Programme Note

…and the seven trumpets… was commissioned by Martyn Brabbins specially for the concert which marked his debut as Music Director of the Huddersfield Choral Society*. The work is “a tribute to Igor Stravinsky and Olivier Messiaen” and is dedicated “to Martyn Brabbins, for old times’ sake!”.

The work lasts for about ten minutes and uses large forces, including a full brass section, percussion, cellos, basses, organ and choir. It is based on a quotation from the Book of Revelation:

And I saw the seven Angels which stood before
God: and to them were given seven trumpets.

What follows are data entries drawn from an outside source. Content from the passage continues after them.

use anyhow::Result;
use std::path::PathBuf;
use std::sync::Arc;
use std::thread;

use QuiverCTS::xid::FIRST_NORMAL_XID;
use QuiverCTS::{CommitTs, CommitTsEntry, CtsConfig, FullTransactionId, MemWal, XidAllocator};

fn unique_root(prefix: &str) -> PathBuf {
    let pid = std::process::id();
    let t = std::time::SystemTime::now()
        .duration_since(std::time::UNIX_EPOCH)
        .unwrap()
        .as_nanos();
    std::env::temp_dir().join(format!("qcts-{}-{}-{}", prefix, pid, t))
}

#[test]
fn concurrent_commits_and_lookups() -> Result<()> {
    let root = unique_root("concurrent");
    // 1 KiB страницы и 4 буфера: постоянные вытеснения
    let cfg = CtsConfig::default()
        .with_tracking(true)
        .with_page_size(1024)
        .with_buffers(Some(4));
    let xids = Arc::new(XidAllocator::new(FullTransactionId::FIRST_NORMAL, FIRST_NORMAL_XID));
    let cts = Arc::new(CommitTs::shmem_init(&root, cfg, Arc::new(MemWal::new()), xids)?);
    cts.bootstrap()?;
    cts.complete_init();

    let threads = 8u16;
    let per_thread = 500usize;
    let mut handles = Vec::new();
    for t in 0..threads {
        let cts = cts.clone();
        handles.push(thread::spawn(move || -> Result<Vec<u32>> {
            let mut rng = oorandom::Rand32::new(t as u64);
            let mut mine = Vec::with_capacity(per_thread);
            for _ in 0..per_thread {
                let xid = cts.assign_xid();
                cts.tree_set_commit_ts(xid, &[], xid as i64, t, true);
                mine.push(xid);
                // читаем свои же случайные прошлые коммиты
                let i = rng.rand_range(0..mine.len() as u32) as usize;
                let x = mine[i];
                assert_eq!(cts.get_commit_ts(x)?, Some(CommitTsEntry::new(x as i64, t)));
            }
            Ok(mine)
        }));
    }

    let mut all = Vec::new();
    for h in handles {
        let mine = h.join().expect("worker panicked")?;
        all.extend(mine);
    }
    all.sort_unstable();
    all.dedup();
    assert_eq!(all.len(), threads as usize * per_thread);

    cts.checkpoint();
    for &x in &all {
        let e = cts.get_commit_ts(x)?.expect("recorded");
        assert_eq!(e.timestamp, x as i64);
    }
    Ok(())
}

#[test]
fn readers_run_while_checkpointing() -> Result<()> {
    let root = unique_root("ckpt-readers");
    let cfg = CtsConfig::default().with_tracking(true).with_page_size(1024);
    let xids = Arc::new(XidAllocator::new(FullTransactionId::FIRST_NORMAL, FIRST_NORMAL_XID));
    let cts = Arc::new(CommitTs::shmem_init(&root, cfg, Arc::new(MemWal::new()), xids)?);
    cts.bootstrap()?;
    cts.complete_init();

    let mut fixed = Vec::new();
    for _ in 0..1_000 {
        let xid = cts.assign_xid();
        cts.tree_set_commit_ts(xid, &[], 7, 7, true);
        fixed.push(xid);
    }
    let fixed = Arc::new(fixed);

    let writer = {
        let cts = cts.clone();
        thread::spawn(move || {
            for i in 0..20 {
                for _ in 0..100 {
                    let xid = cts.assign_xid();
                    cts.tree_set_commit_ts(xid, &[], 1 + i, 0, true);
                }
                cts.checkpoint();
            }
        })
    };
    let reader = {
        let cts = cts.clone();
        let fixed = fixed.clone();
        thread::spawn(move || -> Result<()> {
            for round in 0..20 {
                for &x in fixed.iter().skip(round % 3).step_by(3) {
                    assert_eq!(cts.get_commit_ts(x)?, Some(CommitTsEntry::new(7, 7)));
                }
            }
            Ok(())
        })
    };

    writer.join().expect("writer panicked");
    reader.join().expect("reader panicked")?;
    Ok(())
}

As the title suggests, the work centres around seven solo trumpets, four on-stage and three off-stage. In addition, four French horns are positioned at the rear of the auditorium and sound the first notes of the piece. As the work develops, each trumpet in turn has a solo cadenza, echoing the text surrounding the seven angels in the Book of Revelation. After the first four trumpets have sounded there is an organ cadenza which prefaces a duet for the off-stage Trumpets 5 and 6, depicting the ‘Horsemen of the Apocalypse’. The last trumpet to sound, Trumpet 7, has the longest and most climactic of the cadenzas, as befits the seventh angel announcing that ‘time shall be no more’. It rises to a high held note which heralds the entrance of the choir (Alleluias), and brings the work to a triumphant conclusion.

Written: 1998


Genre: Vocal & Choral

Publisher: Unpublished

Duration: 10

First Performance: 6 November 1998
Huddersfield Town Hall
BBC Philharmonic, Huddersfield Choral Society, Martyn Brabbins (conductor)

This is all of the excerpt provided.